Les Pieds Nickelés entrent en Guerre
Avant l’année 14, les Pieds Nickelés jouaient des tours pendables au Kaiser et au roi Edouard VII, entre autres, mais ce n’étaient que des gags comiques et blagueurs ; les caricatures étaient bon enfant. Avec le début du conflit, l’accent va se transformer. Les trois complices, qui avaient jusqu’alors des déconvenues et des misères de fortune, vont se transfigurer et apparaître comme les bourreaux des « boches », civils et militaires. Ils vont s’attaquer à tous les niveaux de la hiérarchie, qu’ils soient anonymes ou personnalités de haut rang ; tous seront tournés en dérision, notamment Von Tirpitz, le Kronprinz et bien évidemment le Kaiser, leur tête de turc de prédilection.
L’élan patriotique
L’Epatant a participé pendant la Guerre de 1914-1918 à l’impulsion patriotique et donc à la propagande « anti-boche ».
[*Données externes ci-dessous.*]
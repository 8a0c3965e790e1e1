//! Domain-specific error types for the build orchestrator.
//!
//! Core modules (configuration parsing, source resolution, the orchestrator
//! and the directory walker) return [`DmakeError`] so that a keep-going walk
//! can hold on to the first failure verbatim. Command handlers at the CLI
//! boundary convert them to [`anyhow::Error`] via the standard `?` operator.
//!
//! # Error hierarchy
//!
//! ```text
//! DmakeError
//! ├── Parse(ParseError)           malformed .dmake / source-list lines
//! ├── Conflict(ConflictError)     module kind or init keyword given twice
//! ├── Resolution(ResolutionError) no sources, empty glob expansions
//! ├── Delegate(DelegateError)     dcc / install failures
//! ├── Fs(FsError)                 filesystem operations, wrapped with path
//! └── Usage(UsageError)           bad positional arguments
//! ```

use std::io;
use std::path::{Path, PathBuf};

use thiserror::Error;

/// Convenience alias used throughout the core modules.
pub type Result<T, E = DmakeError> = std::result::Result<T, E>;

/// Top-level error type for dmake.
#[derive(Error, Debug)]
pub enum DmakeError {
    /// A configuration or source-list file could not be parsed.
    #[error(transparent)]
    Parse(#[from] ParseError),

    /// Two definitions of the same thing disagree.
    #[error(transparent)]
    Conflict(#[from] ConflictError),

    /// Nothing to build could be found.
    #[error(transparent)]
    Resolution(#[from] ResolutionError),

    /// An external process failed.
    #[error(transparent)]
    Delegate(#[from] DelegateError),

    /// A filesystem operation failed.
    #[error(transparent)]
    Fs(#[from] FsError),

    /// The command line could not be interpreted.
    #[error(transparent)]
    Usage(#[from] UsageError),
}

/// A malformed line in a line-oriented input file.
///
/// Displayed as `path:line - reason`, line numbers are 1-based.
#[derive(Error, Debug, Clone, PartialEq, Eq)]
#[error("{path}:{line} - {reason}")]
pub struct ParseError {
    /// File being parsed.
    pub path: String,
    /// 1-based line number.
    pub line: usize,
    /// What is wrong with the line.
    pub reason: String,
}

/// Conflicting definitions.
#[derive(Error, Debug, Clone, PartialEq, Eq)]
pub enum ConflictError {
    /// A `.dmake` kind key disagrees with an already established kind.
    #[error("{key} definition conflicts with {existing}")]
    ModuleKind {
        /// The configuration key, e.g. `EXE`.
        key: String,
        /// The kind already in force.
        existing: String,
    },

    /// An init keyword category was supplied twice.
    #[error("{arg}: {what} already specified as {value}")]
    AlreadySpecified {
        /// The offending argument.
        arg: String,
        /// Keyword category, e.g. `project type`.
        what: &'static str,
        /// The earlier value.
        value: String,
    },

    /// An init keyword disagrees with what the sources say.
    #[error("{arg}: {reason}")]
    Incompatible {
        /// The offending argument.
        arg: String,
        /// Why it cannot be used.
        reason: String,
    },

    /// Init found an artifact it would otherwise create.
    #[error("a {what} already exists, not continuing")]
    AlreadyExists {
        /// The artifact, e.g. `Makefile`.
        what: &'static str,
    },
}

/// Nothing (or not enough) was found to act upon.
#[derive(Error, Debug)]
pub enum ResolutionError {
    /// No source files were found in a directory.
    #[error("no C, Objective-C++, Objective-C or C++ source files found in {}", .dir.display())]
    NoSources {
        /// Directory that was searched.
        dir: PathBuf,
    },

    /// An explicit source pattern list matched nothing.
    #[error("{key}={patterns} matches no source files")]
    NoMatchingSources {
        /// Configuration key holding the patterns.
        key: String,
        /// The patterns as written.
        patterns: String,
    },

    /// A `DIRS` pattern list matched nothing.
    #[error("DIRS={patterns} matches no names")]
    NoMatchingDirectories {
        /// The patterns as written.
        patterns: String,
    },

    /// A glob pattern is syntactically invalid.
    #[error("invalid pattern {pattern:?}: {source}")]
    BadPattern {
        /// The pattern as written.
        pattern: String,
        /// Underlying pattern error.
        source: glob::PatternError,
    },
}

/// Failure of an external collaborator process.
#[derive(Error, Debug)]
pub enum DelegateError {
    /// The process could not be started.
    #[error("failed to execute {program}: {source}")]
    Launch {
        /// Program name or path.
        program: String,
        /// Underlying spawn error.
        source: io::Error,
    },

    /// The process ran and exited unsuccessfully.
    #[error("{program} failed (exit {})", exit_label(.code))]
    Failed {
        /// Program name or path.
        program: String,
        /// Exit code, `None` when terminated by a signal.
        code: Option<i32>,
    },
}

#[allow(clippy::ref_option)]
fn exit_label(code: &Option<i32>) -> String {
    code.map_or_else(|| "signal".to_string(), |c| c.to_string())
}

/// A filesystem operation failed, carrying the operation and path.
#[derive(Error, Debug)]
#[error("{op} {}: {source}", .path.display())]
pub struct FsError {
    /// Short operation description, e.g. `create directory`.
    pub op: &'static str,
    /// Path the operation was applied to.
    pub path: PathBuf,
    /// Underlying I/O error.
    pub source: io::Error,
}

impl FsError {
    /// Build a closure suitable for `map_err` that wraps an [`io::Error`].
    #[must_use]
    pub fn wrap(op: &'static str, path: &Path) -> impl FnOnce(io::Error) -> Self {
        let path = path.to_path_buf();
        move |source| Self { op, path, source }
    }
}

/// Bad positional arguments.
#[derive(Error, Debug, Clone, PartialEq, Eq)]
#[error("usage: {0}")]
pub struct UsageError(pub String);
Le n°334 du 10 décembre 1914 représente le premier tirage de guerre. L’encadré ci-dessus nous éclaire sur les prémices de l’implication de l’Epatant. D’ailleurs, le 21 janvier 1915, le titre du numéro suivant, Les Pieds Nickelé s’en vont en guerre, est très explicite. Dès lors, la série sera publiée en noir et blanc… Pénurie oblige ??
Le prix du sang
A l’approche du centenaire de la Grande Guerre et de ses commémorations, il est nécessaire de se souvenir, et de transmettre aux générations actuelles le prix du sang versé par nos anciens. Notre devoir de mémoire nous l’impose, il ne faut pas oublier. Avec ses millions de morts, la Guerre de 14-18 a marqué durablement les esprits des générations qui se sont succédées. Elle fut d’une incroyable violence : le monde de l’époque n’avait jamais connu pareille boucherie. Il se développa durant quatre années un immense élan patriotique, qui a traversé la nation de part en part, toutes couches sociales confondues. La BD a fortement participé à canaliser cet engouement vers l’effort de guerre. Ne nous y trompons pas, les jeunes comme les adultes ont trouvé dans ces journaux illustrés, une motivation commune pour concentrer leur haine de l’ennemi. Et des personnages atypiques tels que l’Espiègle Lili, Bécassine et même les Pieds Nickelés, ces farouches anarchistes qui se lancent dans la mêlée tête baissée contre le « boche », n’ont fait que renforcer ce souffle national. Certes, les tirages se sont accrus et ces publications ont fourni une opportunité à leurs concepteurs, mais nous ne pouvons douter un seul instant du patriotisme sincère qui les animait alors.